Figure 7 Effects of GNPs on ALP and Bilirubin level

Renal function is evaluated by blood urea (Figure 8(E)) and creatinine (Figure 8(F)) by the kidneys. Our outcomes demonstrated a little bit decreasing of creatinine level (Figure 8(F)) following third days of Fragaria GNPsBy result of liver and kidney function, it is noteworthy that the renal function is more influenced by the GNPs of Punica granatum compared to the GNPs of Fragaria.
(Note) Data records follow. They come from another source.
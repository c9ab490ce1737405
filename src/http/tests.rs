//! Tests for the HTTP client module

use super::*;
use crate::auth::{current_token, AuthConfig};
use crate::decode::EnvelopeDecoder;
use crate::error::Error;
use crate::types::{BackoffType, ExtractionFlow};
use chrono::NaiveDate;
use reqwest::Method;
use serde_json::json;
use std::sync::Arc;
use std::time::Duration;
use wiremock::matchers::{body_string_contains, header, method, path};
use wiremock::{Mock, MockServer, ResponseTemplate};

fn fast_config() -> HttpClientConfig {
    HttpClientConfig::builder()
        .backoff(
            BackoffType::Constant,
            Duration::from_millis(10),
            Duration::from_secs(1),
        )
        .build()
}

// ============================================================================
// Configuration
// ============================================================================

#[test]
fn test_http_client_config_default() {
    let config = HttpClientConfig::default();
    assert_eq!(config.timeout, Duration::from_secs(30));
    assert_eq!(config.max_attempts, 5);
    assert_eq!(config.initial_backoff, Duration::from_millis(1000));
    assert!((config.backoff_factor - 1.5).abs() < f64::EPSILON);
    assert!(config.rate_limit.is_none());
}

#[test]
fn test_http_client_config_builder() {
    let config = HttpClientConfig::builder()
        .timeout(Duration::from_secs(60))
        .max_attempts(3)
        .backoff(
            BackoffType::Linear,
            Duration::from_millis(200),
            Duration::from_secs(30),
        )
        .backoff_factor(2.0)
        .header("X-Custom", "value")
        .user_agent("test-agent/1.0")
        .build();

    assert_eq!(config.timeout, Duration::from_secs(60));
    assert_eq!(config.max_attempts, 3);
    assert_eq!(config.backoff_type, BackoffType::Linear);
    assert_eq!(config.initial_backoff, Duration::from_millis(200));
    assert_eq!(config.max_backoff, Duration::from_secs(30));
    assert_eq!(
        config.default_headers.get("X-Custom"),
        Some(&"value".to_string())
    );
    assert_eq!(config.user_agent, "test-agent/1.0");
}

#[test]
fn test_request_config_builder() {
    let config = RequestConfig::new()
        .query("q", "1")
        .header("X-Request-Id", "abc123")
        .form_field("cmd", "get")
        .timeout(Duration::from_secs(10))
        .attempts(2);

    assert_eq!(config.query.get("q"), Some(&"1".to_string()));
    assert_eq!(config.form, vec![("cmd".to_string(), "get".to_string())]);
    assert_eq!(config.timeout, Some(Duration::from_secs(10)));
    assert_eq!(config.max_attempts, Some(2));
}

// ============================================================================
// Backoff
// ============================================================================

#[test]
fn test_calculate_backoff_exponential_default() {
    let client = HttpClient::new().unwrap();

    assert_eq!(client.calculate_backoff(0), Duration::from_millis(1000));
    assert_eq!(client.calculate_backoff(1), Duration::from_millis(1500));
    assert_eq!(client.calculate_backoff(2), Duration::from_millis(2250));
    assert_eq!(client.calculate_backoff(3), Duration::from_millis(3375));
}

#[test]
fn test_calculate_backoff_constant_and_linear() {
    let constant = HttpClient::with_config(fast_config()).unwrap();
    assert_eq!(constant.calculate_backoff(4), Duration::from_millis(10));

    let linear = HttpClient::with_config(
        HttpClientConfig::builder()
            .backoff(
                BackoffType::Linear,
                Duration::from_millis(100),
                Duration::from_secs(10),
            )
            .build(),
    )
    .unwrap();
    assert_eq!(linear.calculate_backoff(0), Duration::from_millis(100));
    assert_eq!(linear.calculate_backoff(2), Duration::from_millis(300));

    let stepped = HttpClient::with_config(
        HttpClientConfig::builder()
            .backoff(
                BackoffType::Linear,
                Duration::from_millis(1000),
                Duration::from_secs(10),
            )
            .backoff_step(Duration::from_millis(250))
            .build(),
    )
    .unwrap();
    assert_eq!(stepped.calculate_backoff(3), Duration::from_millis(1750));
}

#[test]
fn test_calculate_backoff_respects_max() {
    let client = HttpClient::with_config(
        HttpClientConfig::builder()
            .backoff(
                BackoffType::Exponential,
                Duration::from_secs(1),
                Duration::from_secs(5),
            )
            .build(),
    )
    .unwrap();

    assert_eq!(client.calculate_backoff(10), Duration::from_secs(5));
    assert_eq!(client.calculate_backoff(u32::MAX), Duration::from_secs(5));
}

// ============================================================================
// Retry behaviour
// ============================================================================

#[tokio::test]
async fn test_four_failures_then_success_takes_five_attempts() {
    let mock_server = MockServer::start().await;

    Mock::given(method("POST"))
        .and(path("/api"))
        .respond_with(ResponseTemplate::new(500))
        .up_to_n_times(4)
        .expect(4)
        .mount(&mock_server)
        .await;

    Mock::given(method("POST"))
        .and(path("/api"))
        .respond_with(ResponseTemplate::new(200).set_body_json(json!({"ok": true})))
        .expect(1)
        .mount(&mock_server)
        .await;

    let client = HttpClient::with_config(fast_config()).unwrap();
    let body: serde_json::Value = client
        .post_form_json(&format!("{}/api", mock_server.uri()), vec![])
        .await
        .unwrap();

    assert_eq!(body["ok"], true);
}

#[tokio::test]
async fn test_exhausted_attempts_yield_connectivity_error() {
    let mock_server = MockServer::start().await;

    Mock::given(method("POST"))
        .respond_with(ResponseTemplate::new(503).set_body_string("down"))
        .expect(5)
        .mount(&mock_server)
        .await;

    let client = HttpClient::with_config(fast_config()).unwrap();
    let err = client
        .post_form_json::<serde_json::Value>(&mock_server.uri(), vec![])
        .await
        .unwrap_err();

    match err {
        Error::Connectivity { message, attempts } => {
            assert_eq!(attempts, 5);
            assert!(message.contains("503"));
        }
        other => panic!("expected connectivity error, got {other:?}"),
    }
}

#[tokio::test]
async fn test_client_errors_are_retried_too() {
    let mock_server = MockServer::start().await;

    Mock::given(method("GET"))
        .respond_with(ResponseTemplate::new(404))
        .expect(2)
        .mount(&mock_server)
        .await;

    let client = HttpClient::with_config(fast_config()).unwrap();
    let result = client
        .request_text(Method::GET, &mock_server.uri(), RequestConfig::new().attempts(2))
        .await;

    assert!(matches!(
        result,
        Err(Error::Connectivity { attempts: 2, .. })
    ));
}

#[tokio::test]
async fn test_unparseable_body_is_retried() {
    let mock_server = MockServer::start().await;

    Mock::given(method("POST"))
        .respond_with(ResponseTemplate::new(200).set_body_string("<html>oops</html>"))
        .up_to_n_times(1)
        .mount(&mock_server)
        .await;

    Mock::given(method("POST"))
        .respond_with(ResponseTemplate::new(200).set_body_json(json!({"value": 42})))
        .mount(&mock_server)
        .await;

    let client = HttpClient::with_config(fast_config()).unwrap();
    let body: serde_json::Value = client
        .post_form_json(&mock_server.uri(), vec![])
        .await
        .unwrap();

    assert_eq!(body["value"], 42);
}

#[tokio::test]
async fn test_transport_error_is_connectivity_error() {
    let client = HttpClient::with_config(
        HttpClientConfig::builder()
            .max_attempts(2)
            .backoff(
                BackoffType::Constant,
                Duration::from_millis(1),
                Duration::from_millis(1),
            )
            .build(),
    )
    .unwrap();

    let err = client
        .request_text(Method::GET, "http://127.0.0.1:1/", RequestConfig::new())
        .await
        .unwrap_err();

    assert!(matches!(err, Error::Connectivity { attempts: 2, .. }));
}

// ============================================================================
// Headers & authentication
// ============================================================================

#[tokio::test]
async fn test_auth_headers_applied() {
    let mock_server = MockServer::start().await;
    let token = current_token("s3cret");

    Mock::given(method("POST"))
        .and(header("X-Api-Key", "abc"))
        .and(header("X-Token", token.as_str()))
        .and(header("X-Tenant", "acme"))
        .and(header("X-Default", "yes"))
        .respond_with(ResponseTemplate::new(200).set_body_json(json!({})))
        .expect(1)
        .mount(&mock_server)
        .await;

    let auth = AuthConfig::new()
        .with_static_header("X-Api-Key", "abc")
        .with_token("X-Token", "s3cret")
        .with_header("X-Tenant", "acme");
    let config = HttpClientConfig::builder()
        .header("X-Default", "yes")
        .max_attempts(1)
        .build();

    let client = HttpClient::with_auth(config, auth).unwrap();
    let _: serde_json::Value = client
        .post_form_json(&mock_server.uri(), vec![])
        .await
        .unwrap();
}

#[test]
fn test_http_client_debug() {
    let client = HttpClient::new().unwrap();
    let debug = format!("{client:?}");
    assert!(debug.contains("HttpClient"));
    assert!(debug.contains("has_authenticator: false"));
    assert!(!client.has_rate_limiter());
}

// ============================================================================
// Page sources
// ============================================================================

fn today() -> NaiveDate {
    NaiveDate::from_ymd_opt(2024, 3, 15).unwrap()
}

#[test]
fn test_page_form_paginated() {
    let form = PageForm::new("ORDERS", ExtractionFlow::Paginated, Some(10), today()).unwrap();
    let fields = form.fields(Some(3));

    let expected: Vec<(String, String)> = [
        ("pag", "ORDERS"),
        ("cmd", "get"),
        ("dtde", "05/03/2024"),
        ("dtate", "15/03/2024"),
        ("start", "1"),
        ("page", "3"),
    ]
    .iter()
    .map(|(k, v)| ((*k).to_string(), (*v).to_string()))
    .collect();

    pretty_assertions::assert_eq!(fields, expected);
}

#[test]
fn test_page_form_simple_has_no_page_field() {
    let form = PageForm::new("T", ExtractionFlow::Simple, Some(0), today()).unwrap();
    let fields = form.fields(None);

    assert!(fields.contains(&("dtinicio".to_string(), "15/03/2024".to_string())));
    assert!(fields.contains(&("dtfim".to_string(), "15/03/2024".to_string())));
    assert!(!fields.iter().any(|(k, _)| k == "page"));
}

#[test]
fn test_page_form_basic_uses_fixed_from_date() {
    let form = PageForm::new("T", ExtractionFlow::Basic, None, today()).unwrap();
    let fields = form.fields(None);

    assert!(fields.contains(&("a1".to_string(), BASIC_FROM_DATE.to_string())));
    assert!(fields.contains(&("a2".to_string(), "15/03/2024".to_string())));
}

#[test]
fn test_page_form_requires_lookback() {
    let err = PageForm::new("T", ExtractionFlow::Paginated, None, today()).unwrap_err();
    assert!(matches!(err, Error::Validation { .. }));

    assert!(PageForm::new("T", ExtractionFlow::Simple, Some(i64::MAX), today()).is_err());
}

#[tokio::test]
async fn test_api_page_source_fetch_page() {
    let mock_server = MockServer::start().await;

    Mock::given(method("POST"))
        .and(path("/data"))
        .and(header("content-type", "application/x-www-form-urlencoded"))
        .and(body_string_contains("pag=ORDERS"))
        .and(body_string_contains("cmd=get"))
        .and(body_string_contains("page=2"))
        .respond_with(ResponseTemplate::new(200).set_body_json(json!({
            "totalCount": 4,
            "itens": [{"id": 1}, {"id": 2}]
        })))
        .expect(1)
        .mount(&mock_server)
        .await;

    let client = Arc::new(HttpClient::with_config(fast_config()).unwrap());
    let form = PageForm::new("ORDERS", ExtractionFlow::Paginated, Some(1), today()).unwrap();
    let source = ApiPageSource::new(
        client,
        format!("{}/data", mock_server.uri()),
        form,
        EnvelopeDecoder::default(),
    );

    let envelope = source.fetch_page(Some(2)).await.unwrap();
    assert_eq!(envelope.total_count, Some(4));
    assert_eq!(envelope.row_count(), 2);
}

#[tokio::test]
async fn test_api_page_source_envelope_error() {
    let mock_server = MockServer::start().await;

    Mock::given(method("POST"))
        .respond_with(ResponseTemplate::new(200).set_body_json(json!({"totalCount": 1})))
        .expect(1)
        .mount(&mock_server)
        .await;

    let client = Arc::new(HttpClient::with_config(fast_config()).unwrap());
    let form = PageForm::new("T", ExtractionFlow::Basic, None, today()).unwrap();
    let source = ApiPageSource::new(client, mock_server.uri(), form, EnvelopeDecoder::default());

    let err = source.fetch_page(None).await.unwrap_err();
    assert!(matches!(err, Error::Envelope { .. }));
}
However, in this work, it is obviously seen that both liver and kidney functions are influenced possibly after the two sorts of gold nanoparticles as reported [30]. The present study showed that contrast efficiency of both GNPs from Punica granatum and GNPs from fragaria is in agreement with previous studies [31-33].
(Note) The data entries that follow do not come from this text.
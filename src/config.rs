//! Loader configuration
//!
//! Every field has a default except `database.connection_string`, which must
//! come from the file or from `RESTLOAD_DATABASE` before a job can run.

use crate::database::SinkOptions;
use crate::decode::{EnvelopeDecoder, DEFAULT_INNER_PROPERTY, DEFAULT_TOTAL_COUNT_FIELD};
use crate::engine::JobConfig;
use crate::error::{Error, Result};
use crate::http::{HttpClientConfig, RateLimiterConfig};
use crate::schema::InferenceOptions;
use crate::types::BackoffType;
use serde::{Deserialize, Serialize};
use std::fs;
use std::path::Path;
use std::time::Duration;
use tracing::debug;

/// Environment variable overriding `database.connection_string`
pub const DATABASE_ENV_VAR: &str = "RESTLOAD_DATABASE";

// ============================================================================
// Top-Level Config
// ============================================================================

/// Complete loader configuration loaded from YAML
#[derive(Debug, Clone, Default, Serialize, Deserialize)]
pub struct LoaderConfig {
    /// Destination database
    #[serde(default)]
    pub database: DatabaseConfig,

    /// Remote API client
    #[serde(default)]
    pub http: HttpConfig,

    /// Job pipeline tuning
    #[serde(default)]
    pub processing: ProcessingConfig,

    /// Response envelope shape
    #[serde(default)]
    pub api: ApiConfig,

    /// Schema inference
    #[serde(default)]
    pub inference: InferenceOptions,
}

impl LoaderConfig {
    /// Load a config file and apply environment overrides
    pub fn load(path: &Path) -> Result<Self> {
        let content = fs::read_to_string(path).map_err(|e| {
            Error::config(format!(
                "Failed to read config file '{}': {}",
                path.display(),
                e
            ))
        })?;

        let mut config = Self::from_yaml(&content)?;
        config.apply_env_overrides(std::env::var(DATABASE_ENV_VAR).ok());
        debug!("Loaded config from {}", path.display());
        Ok(config)
    }

    /// Defaults with environment overrides applied
    pub fn from_env() -> Self {
        let mut config = Self::default();
        config.apply_env_overrides(std::env::var(DATABASE_ENV_VAR).ok());
        config
    }

    /// Parse a YAML document
    pub fn from_yaml(yaml: &str) -> Result<Self> {
        if yaml.trim().is_empty() {
            return Ok(Self::default());
        }
        Ok(serde_yaml::from_str(yaml)?)
    }

    /// Apply a database override; empty values are ignored
    pub fn apply_env_overrides(&mut self, database: Option<String>) {
        if let Some(connection_string) = database.filter(|s| !s.trim().is_empty()) {
            debug!("Database connection string overridden from environment");
            self.database.connection_string = connection_string;
        }
    }

    /// HTTP client settings
    pub fn http_client_config(&self) -> HttpClientConfig {
        let http = &self.http;
        let mut builder = HttpClientConfig::builder()
            .timeout(Duration::from_secs(http.timeout_secs))
            .max_attempts(http.max_attempts)
            .backoff(
                http.backoff_type,
                Duration::from_millis(http.initial_backoff_ms),
                Duration::from_millis(http.max_backoff_ms),
            )
            .backoff_factor(http.backoff_factor)
            .backoff_step(Duration::from_millis(http.backoff_step_ms));

        if let Some(ref rate_limit) = http.rate_limit {
            builder = builder.rate_limit(rate_limit.clone());
        }

        if let Some(ref agent) = http.user_agent {
            builder = builder.user_agent(agent.clone());
        }

        builder.build()
    }

    /// Job pipeline settings
    pub fn job_config(&self) -> JobConfig {
        let processing = &self.processing;
        JobConfig::new()
            .with_concurrency(processing.concurrency)
            .with_queue_capacity(processing.queue_capacity)
            .with_page_delay(Duration::from_millis(processing.page_delay_ms))
            .with_progress_interval(Duration::from_secs(processing.progress_interval_secs))
            .with_sample_page_cap(processing.sample_page_cap)
            .with_sample_concurrency(processing.sample_concurrency)
            .with_insert_retry(
                self.database.insert_attempts,
                Duration::from_millis(self.database.insert_retry_delay_ms),
            )
            .with_field_char_limit(self.database.field_char_limit)
            .with_inference(self.inference.clone())
    }

    /// Configured database location
    ///
    /// Fails when no non-blank connection string was given; `:memory:` must be
    /// set explicitly.
    pub fn database_location(&self) -> Result<&str> {
        let connection_string = self.database.connection_string.trim();
        if connection_string.is_empty() {
            return Err(Error::config(format!(
                "database.connection_string is required; set it in the config file or via {DATABASE_ENV_VAR}"
            )));
        }
        Ok(connection_string)
    }

    /// Sink settings
    pub fn sink_options(&self) -> SinkOptions {
        SinkOptions {
            field_char_limit: self.database.field_char_limit,
            batch_size: self.database.batch_size,
        }
    }

    /// Envelope decoder
    pub fn decoder(&self) -> EnvelopeDecoder {
        EnvelopeDecoder::new(&self.api.inner_property, &self.api.total_count_field)
    }
}

// ============================================================================
// Database
// ============================================================================

/// Destination database settings
#[derive(Debug, Clone, Serialize, Deserialize)]
pub struct DatabaseConfig {
    /// DuckDB file path, or `:memory:` for a throwaway database
    #[serde(default)]
    pub connection_string: String,

    /// Character cap for string columns
    #[serde(default = "default_field_char_limit")]
    pub field_char_limit: usize,

    /// Rows appended between flushes
    #[serde(default = "default_batch_size")]
    pub batch_size: usize,

    /// Attempts per page insert
    #[serde(default = "default_insert_attempts")]
    pub insert_attempts: u32,

    /// Base delay between insert attempts in milliseconds
    #[serde(default = "default_insert_retry_delay_ms")]
    pub insert_retry_delay_ms: u64,
}

impl Default for DatabaseConfig {
    fn default() -> Self {
        Self {
            connection_string: String::new(),
            field_char_limit: default_field_char_limit(),
            batch_size: default_batch_size(),
            insert_attempts: default_insert_attempts(),
            insert_retry_delay_ms: default_insert_retry_delay_ms(),
        }
    }
}

fn default_field_char_limit() -> usize {
    500
}

fn default_batch_size() -> usize {
    10_000
}

fn default_insert_attempts() -> u32 {
    3
}

fn default_insert_retry_delay_ms() -> u64 {
    500
}

// ============================================================================
// HTTP
// ============================================================================

/// Remote API client settings
#[derive(Debug, Clone, Serialize, Deserialize)]
pub struct HttpConfig {
    /// Request timeout in seconds
    #[serde(default = "default_timeout")]
    pub timeout_secs: u64,

    /// Attempts per request, first one included
    #[serde(default = "default_max_attempts")]
    pub max_attempts: u32,

    /// Delay after the first failure in milliseconds
    #[serde(default = "default_initial_backoff_ms")]
    pub initial_backoff_ms: u64,

    /// Exponential growth factor
    #[serde(default = "default_backoff_factor")]
    pub backoff_factor: f64,

    /// Linear increment in milliseconds
    #[serde(default = "default_backoff_step_ms")]
    pub backoff_step_ms: u64,

    /// Backoff strategy
    #[serde(default)]
    pub backoff_type: BackoffType,

    /// Backoff ceiling in milliseconds
    #[serde(default = "default_max_backoff_ms")]
    pub max_backoff_ms: u64,

    /// User agent override
    #[serde(default)]
    pub user_agent: Option<String>,

    /// Client-side rate limit, off when absent
    #[serde(default)]
    pub rate_limit: Option<RateLimiterConfig>,
}

impl Default for HttpConfig {
    fn default() -> Self {
        Self {
            timeout_secs: default_timeout(),
            max_attempts: default_max_attempts(),
            initial_backoff_ms: default_initial_backoff_ms(),
            backoff_factor: default_backoff_factor(),
            backoff_step_ms: default_backoff_step_ms(),
            backoff_type: BackoffType::Exponential,
            max_backoff_ms: default_max_backoff_ms(),
            user_agent: None,
            rate_limit: None,
        }
    }
}

fn default_timeout() -> u64 {
    30
}

fn default_max_attempts() -> u32 {
    5
}

fn default_initial_backoff_ms() -> u64 {
    1000
}

fn default_backoff_factor() -> f64 {
    1.5
}

fn default_backoff_step_ms() -> u64 {
    100
}

fn default_max_backoff_ms() -> u64 {
    60_000
}

// ============================================================================
// Processing
// ============================================================================

/// Job pipeline settings
#[derive(Debug, Clone, Serialize, Deserialize)]
pub struct ProcessingConfig {
    /// Pages loaded concurrently
    #[serde(default = "default_concurrency")]
    pub concurrency: usize,

    /// Writer queue capacity, 0 for twice the concurrency
    #[serde(default)]
    pub queue_capacity: usize,

    /// Pause after each page fetch in milliseconds
    #[serde(default = "default_page_delay_ms")]
    pub page_delay_ms: u64,

    /// Progress log interval in seconds
    #[serde(default = "default_progress_interval_secs")]
    pub progress_interval_secs: u64,

    /// Pages sampled for inference
    #[serde(default = "default_sample_page_cap")]
    pub sample_page_cap: u32,

    /// Concurrent fetches while sampling
    #[serde(default = "default_sample_concurrency")]
    pub sample_concurrency: usize,
}

impl Default for ProcessingConfig {
    fn default() -> Self {
        Self {
            concurrency: default_concurrency(),
            queue_capacity: 0,
            page_delay_ms: default_page_delay_ms(),
            progress_interval_secs: default_progress_interval_secs(),
            sample_page_cap: default_sample_page_cap(),
            sample_concurrency: default_sample_concurrency(),
        }
    }
}

fn default_concurrency() -> usize {
    4
}

fn default_page_delay_ms() -> u64 {
    1000
}

fn default_progress_interval_secs() -> u64 {
    10
}

fn default_sample_page_cap() -> u32 {
    crate::pagination::DEFAULT_SAMPLE_PAGE_CAP
}

fn default_sample_concurrency() -> usize {
    10
}

// ============================================================================
// API envelope
// ============================================================================

/// Response envelope field names
#[derive(Debug, Clone, Serialize, Deserialize)]
pub struct ApiConfig {
    /// Property holding the row array
    #[serde(default = "default_inner_property")]
    pub inner_property: String,

    /// Property holding the total page count
    #[serde(default = "default_total_count_field")]
    pub total_count_field: String,
}

impl Default for ApiConfig {
    fn default() -> Self {
        Self {
            inner_property: default_inner_property(),
            total_count_field: default_total_count_field(),
        }
    }
}

fn default_inner_property() -> String {
    DEFAULT_INNER_PROPERTY.to_string()
}

fn default_total_count_field() -> String {
    DEFAULT_TOTAL_COUNT_FIELD.to_string()
}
Figure 8 Effects of GNPs on Urea level and Creatinine level

3.4 Photocatalytic Degradation

Zeolite mixtures with gold nanoparticles (Au-NPs/zeolite) have been synthesize prior by advancement of zeolite from coal fly fiery remains, strong waste poison, and its transformation to visible light active photoocatalyst via immobilization of GNPs by both in situ and ex situ methods [34]. The 5ppm aqueous solution of methylene blue dye was prepared at room temperature with prepared GNPs (1 g/L) as photocatalyst. It indicates the degradation of MB dye molecules with GNPs photocatalyst was analyzed as function of time. It is observed that, degradation rate was drastically increased with increasing time as well as maximum dye was degraded in 150 mintues of reaction time due to rich availability of active sites (Figure 9). The smaller particles exhibits maximum photo catalytic activity because of increasing surface to volume ratio with maximum number of active sites.
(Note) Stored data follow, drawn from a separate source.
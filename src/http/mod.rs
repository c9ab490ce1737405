//! HTTP client module
//!
//! Provides the retried HTTP client and the page sources built on it.
//!
//! # Features
//!
//! - **Automatic Retries**: every failure kind retried with backoff
//! - **Rate Limiting**: optional token bucket using governor
//! - **Backoff Strategies**: Constant, linear, and exponential backoff
//! - **Authentication**: rolling token applied per attempt via the auth module

mod client;
mod rate_limit;
mod source;

pub use client::{HttpClient, HttpClientConfig, HttpClientConfigBuilder, RequestConfig};
pub use rate_limit::{RateLimiter, RateLimiterConfig};
pub use source::{ApiPageSource, PageForm, PageSource, BASIC_FROM_DATE};

#[cfg(test)]
mod tests;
Figure 9 Degradation rate for the activity measurement with GNPs (1 g/L) photocatalyst using different extracts

4. Conclusion

The green synthesis technique is financially savvy, ecofriendly and can create GNPs at room temperature. Punica granatum and Fragaria fruit extracts have been used for the development of GNPs with spherical shapes. The average size of GNPs crystal by Punica granatum was found to be between 25 nm and 35 nm and that for GNPs prepared from Fragaria was of the order of 30 nm to 45 nm. This examination demonstrates the impacts of prepared AuNPs tests on liver and kidney capacities when rabbits were injected intravenously with 0.80 mg/kg body weight per dose of GNPs prepared by Punica granatum and Fragaria respectively. The impacts of gold nanoparticles on the biochemical parameters were assessed following 1, 2 and 3 days of intravenous (IV) injections, including the profile of liver function and renal (kidney) work. The final products indicates GNPs prepared by Punica granatum have more impact on the rabbits as contrast with Fragaria as there was some increase in the level of aspartate amino transferees (AST), antacid phosphate (ALP), and Serum creatinine however that impact normalize following days which demonstrates their biocompatibility. It was observed that the photocatalytic activity of the GNPs could be affected by increasing the number of active sites due to larger surface to volume ratio.

5. Conflict of interest

It is declared that the authors have no conflict of interest.